На второй день я все же вышла на работу, но забивать раствор в швы не смогла даже в рукавицах. Тогда я стала носить ведрами цемент и песок. Чтобы не тревожить больные ладошки, ведро я брала как дамскую сумочку и несла его на согнутой в локте руке. Проходя с очередным ведром цемента, я вдруг услышала крики. Спорили парни из бригад проходчиков. Шуму и так было много – от отбойных молотков, чеканочных, работающих на сжатом воздухе, от шипения шлангов, от вагонеток. Но парни перекричали весь этот производственный шум.
– Аня! Аня! – слышу, зовут они меня. – Скажи, как правильно: упера или оперб?
Передо мной два здоровенных парня – красные от спора, сжимающие в руках огромные гаечные ключи. На всякий случай я встала между ними и примирительно сказала:
– Если по-французски, то будет оперб, а по-русски – упера.

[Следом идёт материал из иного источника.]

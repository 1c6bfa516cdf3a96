//! Scripted LLM double shared by the integration tests

#![allow(dead_code)]

use async_trait::async_trait;
use llm::{CompletionModel, CompletionRequest, CompletionResponse, LlmError, UsageMetadata};
use optimizer::agent::{prompts, StepName};
use std::collections::HashMap;
use std::sync::atomic::{AtomicUsize, Ordering};
use std::sync::{Arc, Mutex};
use std::time::Duration;
use tokio::time::Instant;

pub const OPTIMIZED_TEXT: &str = "Explain quantum computing to a curious teenager in three short paragraphs.";

/// How a scripted step fails
#[derive(Debug, Clone, Copy, PartialEq, Eq)]
pub enum Failure {
    /// Retryable provider outage
    Transient,
    /// Rejected request; never retried
    Permanent,
}

impl Failure {
    fn error(&self, step: StepName) -> LlmError {
        match self {
            Failure::Transient => LlmError::ServiceUnavailable(format!("{} unavailable", step)),
            Failure::Permanent => LlmError::InvalidRequest(format!("{} rejected", step)),
        }
    }
}

#[derive(Debug, Clone, Copy)]
struct Script {
    failure: Failure,
    /// `None` fails every attempt
    remaining: Option<u32>,
}

/// One call seen by the mock
#[derive(Debug, Clone)]
pub struct CallRecord {
    pub step: StepName,
    pub request: CompletionRequest,
    pub started_at: Instant,
}

#[derive(Default)]
pub struct MockModel {
    scripts: Mutex<HashMap<StepName, Script>>,
    latencies: HashMap<StepName, Duration>,
    calls: Mutex<Vec<CallRecord>>,
    completed: Mutex<Vec<StepName>>,
    spans: Mutex<Vec<(StepName, Instant, Instant)>>,
    in_flight: AtomicUsize,
    max_in_flight: AtomicUsize,
}

impl MockModel {
    pub fn new() -> Self {
        Self::default()
    }

    /// Fail every attempt of `step`
    pub fn failing(mut self, step: StepName, failure: Failure) -> Self {
        self.scripts.get_mut().unwrap().insert(
            step,
            Script {
                failure,
                remaining: None,
            },
        );
        self
    }

    /// Fail the first `times` attempts of `step`
    pub fn failing_times(mut self, step: StepName, failure: Failure, times: u32) -> Self {
        self.scripts.get_mut().unwrap().insert(
            step,
            Script {
                failure,
                remaining: Some(times),
            },
        );
        self
    }

    /// Make every call to `step` take `latency`
    pub fn with_latency(mut self, step: StepName, latency: Duration) -> Self {
        self.latencies.insert(step, latency);
        self
    }

    pub fn shared(self) -> Arc<Self> {
        Arc::new(self)
    }

    pub fn calls(&self) -> Vec<CallRecord> {
        self.calls.lock().unwrap().clone()
    }

    pub fn call_order(&self) -> Vec<StepName> {
        self.calls().into_iter().map(|c| c.step).collect()
    }

    pub fn call_count(&self, step: StepName) -> usize {
        self.calls().iter().filter(|c| c.step == step).count()
    }

    pub fn requests_for(&self, step: StepName) -> Vec<CompletionRequest> {
        self.calls()
            .into_iter()
            .filter(|c| c.step == step)
            .map(|c| c.request)
            .collect()
    }

    /// Steps whose call ran to the end, failures included
    pub fn completed(&self) -> Vec<StepName> {
        self.completed.lock().unwrap().clone()
    }

    pub fn max_in_flight(&self) -> usize {
        self.max_in_flight.load(Ordering::SeqCst)
    }

    /// Largest number of calls to `steps` that were running at the same time
    pub fn max_overlap(&self, steps: &[StepName]) -> usize {
        let mut events: Vec<(Instant, i32)> = Vec::new();
        for (step, start, end) in self.spans.lock().unwrap().iter() {
            if steps.contains(step) {
                events.push((*start, 1));
                events.push((*end, -1));
            }
        }
        // A call ending at the same instant another starts does not overlap it
        events.sort();

        let mut current = 0i32;
        let mut max = 0i32;
        for (_, delta) in events {
            current += delta;
            max = max.max(current);
        }
        max as usize
    }

    fn classify(request: &CompletionRequest) -> StepName {
        StepName::ALL
            .into_iter()
            .find(|step| request.system_prompt.starts_with(prompts::role_line(*step)))
            .unwrap_or_else(|| panic!("unrecognized system prompt: {}", request.system_prompt))
    }

    fn scripted_failure(&self, step: StepName) -> Option<LlmError> {
        let mut scripts = self.scripts.lock().unwrap();
        let script = scripts.get_mut(&step)?;
        match &mut script.remaining {
            None => Some(script.failure.error(step)),
            Some(0) => None,
            Some(n) => {
                *n -= 1;
                Some(script.failure.error(step))
            }
        }
    }

    fn reply(step: StepName) -> String {
        match step {
            StepName::Deconstruct => {
                r#"{"intent": "explain", "audience": "unspecified", "format": "unspecified"}"#.to_string()
            }
            StepName::DiagnosePreliminary => "Audience and length are not stated.".to_string(),
            StepName::DiagnoseFull => "1. No target audience\n2. No output length".to_string(),
            StepName::Design => format!(
                "Optimized Prompt:\n{}\n\nExplanation:\nAdded audience and length.",
                OPTIMIZED_TEXT
            ),
            StepName::Sample => "Quantum computers use qubits...".to_string(),
            StepName::Evaluate => "Overall score: 84/100\nClarity: 22/25".to_string(),
        }
    }
}

struct InFlight<'a> {
    model: &'a MockModel,
    step: StepName,
    started_at: Instant,
}

impl Drop for InFlight<'_> {
    fn drop(&mut self) {
        self.model.in_flight.fetch_sub(1, Ordering::SeqCst);
        self.model
            .spans
            .lock()
            .unwrap()
            .push((self.step, self.started_at, Instant::now()));
    }
}

#[async_trait]
impl CompletionModel for MockModel {
    async fn complete(&self, request: CompletionRequest) -> llm::Result<CompletionResponse> {
        let step = Self::classify(&request);
        let started_at = Instant::now();
        self.calls.lock().unwrap().push(CallRecord {
            step,
            request,
            started_at,
        });

        let now = self.in_flight.fetch_add(1, Ordering::SeqCst) + 1;
        self.max_in_flight.fetch_max(now, Ordering::SeqCst);
        let _guard = InFlight {
            model: self,
            step,
            started_at,
        };

        if let Some(latency) = self.latencies.get(&step) {
            tokio::time::sleep(*latency).await;
        }

        self.completed.lock().unwrap().push(step);

        if let Some(error) = self.scripted_failure(step) {
            return Err(error);
        }

        Ok(CompletionResponse::new(Self::reply(step), "mock-model").with_usage(UsageMetadata::new(50, 25)))
    }

    fn model_name(&self) -> &str {
        "mock-model"
    }
}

Парни поутихли, посочувствовали, что мои руки забинтованы, и один спрашивает:
– Почему тебя никогда на танцах не видно?
– Некогда, я же учусь в летной школе нашего аэроклуба.

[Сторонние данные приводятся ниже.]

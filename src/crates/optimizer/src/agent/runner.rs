use super::cache::ResponseCache;
use super::{StepName, WorkUnit};
use crate::config::OptimizerConfig;
use crate::executor::{extract_json, extract_optimized_prompt, extract_score, RetryExecutor};
use crate::workflow::{StepError, StepOutput, StepResult};
use llm::{CompletionModel, CompletionResponse};
use serde_json::json;
use std::sync::Arc;
use std::time::Instant as StdInstant;
use tokio::time::Instant;
use tracing::{debug, warn};

/// Executes work units through the retrying call executor
///
/// Cheap to clone; clones share the model client and the response cache.
#[derive(Clone)]
pub struct AgentRunner {
    model: Arc<dyn CompletionModel>,
    config: Arc<OptimizerConfig>,
    cache: Option<Arc<ResponseCache>>,
}

impl AgentRunner {
    pub fn new(model: Arc<dyn CompletionModel>, config: Arc<OptimizerConfig>) -> Self {
        let cache = config
            .cache
            .enabled
            .then(|| Arc::new(ResponseCache::from_settings(&config.cache)));
        Self { model, config, cache }
    }

    /// Use `cache` instead of the one built from the configuration
    pub fn with_cache(mut self, cache: Option<Arc<ResponseCache>>) -> Self {
        self.cache = cache;
        self
    }

    pub fn cache(&self) -> Option<&Arc<ResponseCache>> {
        self.cache.as_ref()
    }

    pub fn model_name(&self) -> &str {
        self.model.model_name()
    }

    /// Run a unit to completion; never returns an error, only a failed step
    pub async fn run(&self, unit: &WorkUnit) -> StepResult {
        let step = unit.name();
        let started = StdInstant::now();

        if let Some(response) = self.cache.as_ref().and_then(|cache| cache.get(unit)) {
            let output = step_output(response, 0, 0, started).with_metadata("cached", json!(true));
            return StepResult::Ok(annotate(step, output));
        }

        let executor = RetryExecutor::new(self.config.retry_for(step));
        let model = self.model.as_ref();

        debug!(step = %step, model = self.model_name(), "Running step");

        match executor.execute(step.as_str(), move || unit.invoke(model)).await {
            Ok(outcome) => {
                if let Some(cache) = &self.cache {
                    cache.insert(unit, outcome.value.clone());
                }
                let delay_ms = outcome.total_delay.as_millis() as u64;
                let output = step_output(outcome.value, outcome.attempts, delay_ms, started);
                StepResult::Ok(annotate(step, output))
            }
            Err(e) => {
                warn!(step = %step, error = %e, "Step failed");
                StepResult::Err(StepError::from(&e))
            }
        }
    }

    /// Like [`run`](Self::run), but gives up at `deadline`
    pub async fn run_until(&self, unit: &WorkUnit, deadline: Option<Instant>) -> StepResult {
        let Some(deadline) = deadline else {
            return self.run(unit).await;
        };

        if Instant::now() >= deadline {
            return StepResult::Err(StepError::timeout(unit.name()));
        }

        match tokio::time::timeout_at(deadline, self.run(unit)).await {
            Ok(result) => result,
            Err(_) => {
                warn!(step = %unit.name(), "Step stopped at workflow deadline");
                StepResult::Err(StepError::timeout(unit.name()))
            }
        }
    }
}

fn step_output(response: CompletionResponse, attempts: u32, retry_delay_ms: u64, started: StdInstant) -> StepOutput {
    let mut output = StepOutput::new(response.content)
        .with_metadata("model", json!(response.model))
        .with_metadata("attempts", json!(attempts))
        .with_metadata("retry_delay_ms", json!(retry_delay_ms))
        .with_metadata("execution_time_ms", json!(started.elapsed().as_millis() as u64));
    if let Some(usage) = response.usage {
        output = output.with_metadata("tokens_used", json!(usage.total_tokens));
    }
    output
}

/// Step-specific fields pulled out of the response text
fn annotate(step: StepName, output: StepOutput) -> StepOutput {
    match step {
        StepName::Deconstruct => match extract_json(&output.content) {
            Some(components) if components.is_object() => output.with_metadata("components", components),
            _ => output,
        },
        StepName::Design => {
            let optimized = extract_optimized_prompt(&output.content);
            output.with_metadata("optimized_prompt", json!(optimized))
        }
        StepName::Evaluate => {
            let score = extract_score(&output.content);
            output.with_metadata("quality_score", json!(score))
        }
        _ => output,
    }
}

#[cfg(test)]
mod tests {
    use super::*;
    use crate::config::{CacheSettings, OptimizerConfig};
    use crate::executor::RetryConfig;
    use crate::router::{ModeOverride, PromptCategory, RequestContext};
    use async_trait::async_trait;
    use llm::{CompletionRequest, CompletionResponse, LlmError, UsageMetadata};
    use std::sync::Mutex;
    use std::time::Duration;

    struct ScriptedModel {
        replies: Mutex<Vec<llm::Result<CompletionResponse>>>,
    }

    impl ScriptedModel {
        fn new(mut replies: Vec<llm::Result<CompletionResponse>>) -> Self {
            replies.reverse();
            Self {
                replies: Mutex::new(replies),
            }
        }
    }

    #[async_trait]
    impl CompletionModel for ScriptedModel {
        async fn complete(&self, _request: CompletionRequest) -> llm::Result<CompletionResponse> {
            self.replies
                .lock()
                .unwrap()
                .pop()
                .unwrap_or_else(|| Err(LlmError::Other("script exhausted".to_string())))
        }

        fn model_name(&self) -> &str {
            "scripted"
        }
    }

    fn runner(replies: Vec<llm::Result<CompletionResponse>>) -> AgentRunner {
        let config = OptimizerConfig::default().with_retry(RetryConfig::new(3).with_initial_backoff(10));
        AgentRunner::new(Arc::new(ScriptedModel::new(replies)), Arc::new(config))
    }

    fn ctx() -> RequestContext {
        RequestContext::new("Write a product description", PromptCategory::Marketing, ModeOverride::Auto)
    }

    #[tokio::test(start_paused = true)]
    async fn test_design_output_gets_optimized_prompt() {
        let reply = CompletionResponse::new(
            "Optimized Prompt:\nWrite a 100-word description of a steel water bottle.\n\nExplanation:\nAdded length.",
            "scripted",
        )
        .with_usage(UsageMetadata::new(40, 20));
        let runner = runner(vec![Ok(reply)]);

        let unit = WorkUnit::design(&ctx(), &OptimizerConfig::default().agents, "parts", "issues");
        let output = runner.run(&unit).await.into_output().unwrap();

        assert_eq!(
            output.metadata["optimized_prompt"],
            "Write a 100-word description of a steel water bottle."
        );
        assert_eq!(output.metadata["tokens_used"], 60);
        assert_eq!(output.metadata["attempts"], 1);
        assert_eq!(output.metadata["model"], "scripted");
    }

    #[tokio::test(start_paused = true)]
    async fn test_evaluate_output_gets_score_after_retry() {
        let runner = runner(vec![
            Err(LlmError::ServiceUnavailable("503".to_string())),
            Ok(CompletionResponse::new("Overall score: 88/100", "scripted")),
        ]);

        let unit = WorkUnit::evaluate(&ctx(), &OptimizerConfig::default().agents, "better", "sample");
        let output = runner.run(&unit).await.into_output().unwrap();

        assert_eq!(output.metadata["quality_score"], 88);
        assert_eq!(output.metadata["attempts"], 2);
        assert_eq!(output.metadata["retry_delay_ms"], 10);
    }

    #[tokio::test(start_paused = true)]
    async fn test_deconstruct_components_from_json() {
        let runner = runner(vec![Ok(CompletionResponse::new(
            "```json\n{\"intent\": \"sell\", \"format\": \"paragraph\"}\n```",
            "scripted",
        ))]);

        let unit = WorkUnit::deconstruct(&ctx(), &OptimizerConfig::default().agents);
        let output = runner.run(&unit).await.into_output().unwrap();
        assert_eq!(output.metadata["components"]["intent"], "sell");
    }

    #[tokio::test(start_paused = true)]
    async fn test_exhausted_step_becomes_error() {
        let runner = runner(vec![
            Err(LlmError::Timeout("t1".to_string())),
            Err(LlmError::Timeout("t2".to_string())),
            Err(LlmError::Timeout("t3".to_string())),
        ]);

        let unit = WorkUnit::sample(&ctx(), &OptimizerConfig::default().agents, "prompt");
        let error = runner.run(&unit).await.into_error().unwrap();
        assert_eq!(error.kind, "exhausted_retries");
        assert!(error.message.contains("t3"));
    }

    #[tokio::test(start_paused = true)]
    async fn test_permanent_error_is_rejected() {
        let runner = runner(vec![Err(LlmError::AuthenticationError("bad key".to_string()))]);

        let unit = WorkUnit::deconstruct(&ctx(), &OptimizerConfig::default().agents);
        let error = runner.run(&unit).await.into_error().unwrap();
        assert_eq!(error.kind, "call_rejected");
    }

    #[tokio::test(start_paused = true)]
    async fn test_repeated_call_served_from_cache() {
        // One scripted reply: a second model call would exhaust the script
        let runner = runner(vec![Ok(CompletionResponse::new("Overall score: 70/100", "scripted"))]);
        let unit = WorkUnit::evaluate(&ctx(), &OptimizerConfig::default().agents, "better", "sample");

        let first = runner.run(&unit).await.into_output().unwrap();
        let second = runner.run(&unit).await.into_output().unwrap();

        assert_eq!(second.content, first.content);
        assert_eq!(second.metadata["cached"], true);
        assert_eq!(second.metadata["attempts"], 0);
        assert_eq!(second.metadata["quality_score"], 70);
        assert_eq!(runner.cache().unwrap().stats().hits, 1);
    }

    #[tokio::test(start_paused = true)]
    async fn test_failures_are_not_cached() {
        let runner = runner(vec![
            Err(LlmError::InvalidRequest("rejected".to_string())),
            Ok(CompletionResponse::new("parts", "scripted")),
        ]);
        let unit = WorkUnit::deconstruct(&ctx(), &OptimizerConfig::default().agents);

        assert!(!runner.run(&unit).await.is_ok());
        let output = runner.run(&unit).await.into_output().unwrap();
        assert_eq!(output.content, "parts");
        assert!(output.metadata.get("cached").is_none());
    }

    #[tokio::test(start_paused = true)]
    async fn test_disabled_cache_always_calls_model() {
        let config = OptimizerConfig::default()
            .with_retry(RetryConfig::new(1))
            .with_cache(CacheSettings::disabled());
        let model = ScriptedModel::new(vec![
            Ok(CompletionResponse::new("first", "scripted")),
            Ok(CompletionResponse::new("second", "scripted")),
        ]);
        let runner = AgentRunner::new(Arc::new(model), Arc::new(config));
        assert!(runner.cache().is_none());

        let unit = WorkUnit::deconstruct(&ctx(), &OptimizerConfig::default().agents);
        assert_eq!(runner.run(&unit).await.content(), Some("first"));
        assert_eq!(runner.run(&unit).await.content(), Some("second"));
    }

    struct SlowModel;

    #[async_trait]
    impl CompletionModel for SlowModel {
        async fn complete(&self, _request: CompletionRequest) -> llm::Result<CompletionResponse> {
            tokio::time::sleep(Duration::from_secs(60)).await;
            Ok(CompletionResponse::new("late", "slow"))
        }

        fn model_name(&self) -> &str {
            "slow"
        }
    }

    #[tokio::test(start_paused = true)]
    async fn test_run_until_deadline() {
        let runner = AgentRunner::new(Arc::new(SlowModel), Arc::new(OptimizerConfig::default()));
        let unit = WorkUnit::deconstruct(&ctx(), &OptimizerConfig::default().agents);

        let deadline = Instant::now() + Duration::from_secs(5);
        let error = runner.run_until(&unit, Some(deadline)).await.into_error().unwrap();
        assert_eq!(error.kind, "timeout");
    }
}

– И уже летала? – спросили шахтеры в один голос.
– Конечно, – слукавила я, покраснела и, нацепив на руку ведро, пошагала к себе на участок.

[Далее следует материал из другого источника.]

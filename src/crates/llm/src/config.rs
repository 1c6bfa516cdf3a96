//! Configuration structures for LLM providers.

use crate::error::{LlmError, Result};
use serde::{Deserialize, Serialize};
use std::time::Duration;

/// Default xAI endpoint.
pub const XAI_BASE_URL: &str = "https://api.x.ai/v1";

/// Default xAI model.
pub const XAI_DEFAULT_MODEL: &str = "grok-4-fast-reasoning";

/// Configuration for remote LLM providers.
#[derive(Debug, Clone, Serialize, Deserialize)]
pub struct RemoteLlmConfig {
    /// API key for authentication.
    #[serde(skip_serializing)]
    pub api_key: String,

    /// Base URL for the API.
    ///
    /// Examples:
    /// - xAI: "https://api.x.ai/v1"
    /// - OpenAI: "https://api.openai.com/v1"
    pub base_url: String,

    /// Model name/identifier.
    pub model: String,

    /// Request timeout duration.
    #[serde(default = "default_timeout")]
    pub timeout: Duration,
}

impl RemoteLlmConfig {
    /// Create a new remote LLM configuration.
    pub fn new(
        api_key: impl Into<String>,
        base_url: impl Into<String>,
        model: impl Into<String>,
    ) -> Self {
        Self {
            api_key: api_key.into(),
            base_url: base_url.into(),
            model: model.into(),
            timeout: default_timeout(),
        }
    }

    /// Create configuration with the API key read from an environment variable.
    pub fn from_env(
        env_var: &str,
        base_url: impl Into<String>,
        model: impl Into<String>,
    ) -> Result<Self> {
        let api_key = std::env::var(env_var)
            .map_err(|_| LlmError::ApiKeyNotFound(format!("Environment variable: {}", env_var)))?;

        if api_key.trim().is_empty() {
            return Err(LlmError::ApiKeyNotFound(format!(
                "Environment variable {} is empty",
                env_var
            )));
        }

        Ok(Self::new(api_key, base_url, model))
    }

    /// xAI configuration from `XAI_API_KEY`, honouring `XAI_BASE_URL` and
    /// `XAI_MODEL` when set.
    pub fn xai_from_env() -> Result<Self> {
        let base_url = std::env::var("XAI_BASE_URL").unwrap_or_else(|_| XAI_BASE_URL.to_string());
        let model = std::env::var("XAI_MODEL").unwrap_or_else(|_| XAI_DEFAULT_MODEL.to_string());
        Self::from_env("XAI_API_KEY", base_url, model)
    }

    /// Set the request timeout.
    pub fn with_timeout(mut self, timeout: Duration) -> Self {
        self.timeout = timeout;
        self
    }

    /// Set the model.
    pub fn with_model(mut self, model: impl Into<String>) -> Self {
        self.model = model.into();
        self
    }
}

fn default_timeout() -> Duration {
    Duration::from_secs(60)
}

– Что у вас, Егорова, с руками? Почему несете ведро с цементом на бедре, а не в руке? – спросил идущий навстречу начальник смены.
– Мне так удобно, – ответила я и прибавила шагу. В начале смены бригадир не допускал меня до работы, но я убедила его, что хоть немного, но буду помогать бригаде в выполнении плана, и осталась.
К концу второй пятидневки мои руки поджили, – и я тут же отправилась в аэроклуб. На аэродром теперь надо было ездить каждый день. На шахте дела шли хорошо, но когда я попросила перевести меня работать в одну утреннюю смену, так как летать предстояло каждый день, бригадир Залоев запротестовал:
– Не пущу! Не имеешь права!
Осетин Залоев был красив. Черные с синевой огромные глаза горят огоньками из-под пушистых длинных ресниц, брови взлетели как два крыла, кудрявые волосы выбились из-под шахтерской шляпы. Высокий, статный. Уродливая спецодежда будто ему идет! И вот я рассматриваю его, а он что-то кричит на своем родном языке, бегает взад-вперед по площадке, размахивая чеканочным молотком. «Вот, – думаю, – по своей кавказской горячности еще как стукнет меня молотком!» А Залоев, успокоившись, примирительно говорит:
– Нэ сэрдыс на мэня, добра тэбе хочу. Брось свой полеты, можешь голову потэрят. Вот построим станцию, пойдешь учиться в институт на дневное отделение, в какой только захочешь, а сейчас, Аня, надо работать.
– Нет, Георгий, спасибо за совет, но полеты я не брошу.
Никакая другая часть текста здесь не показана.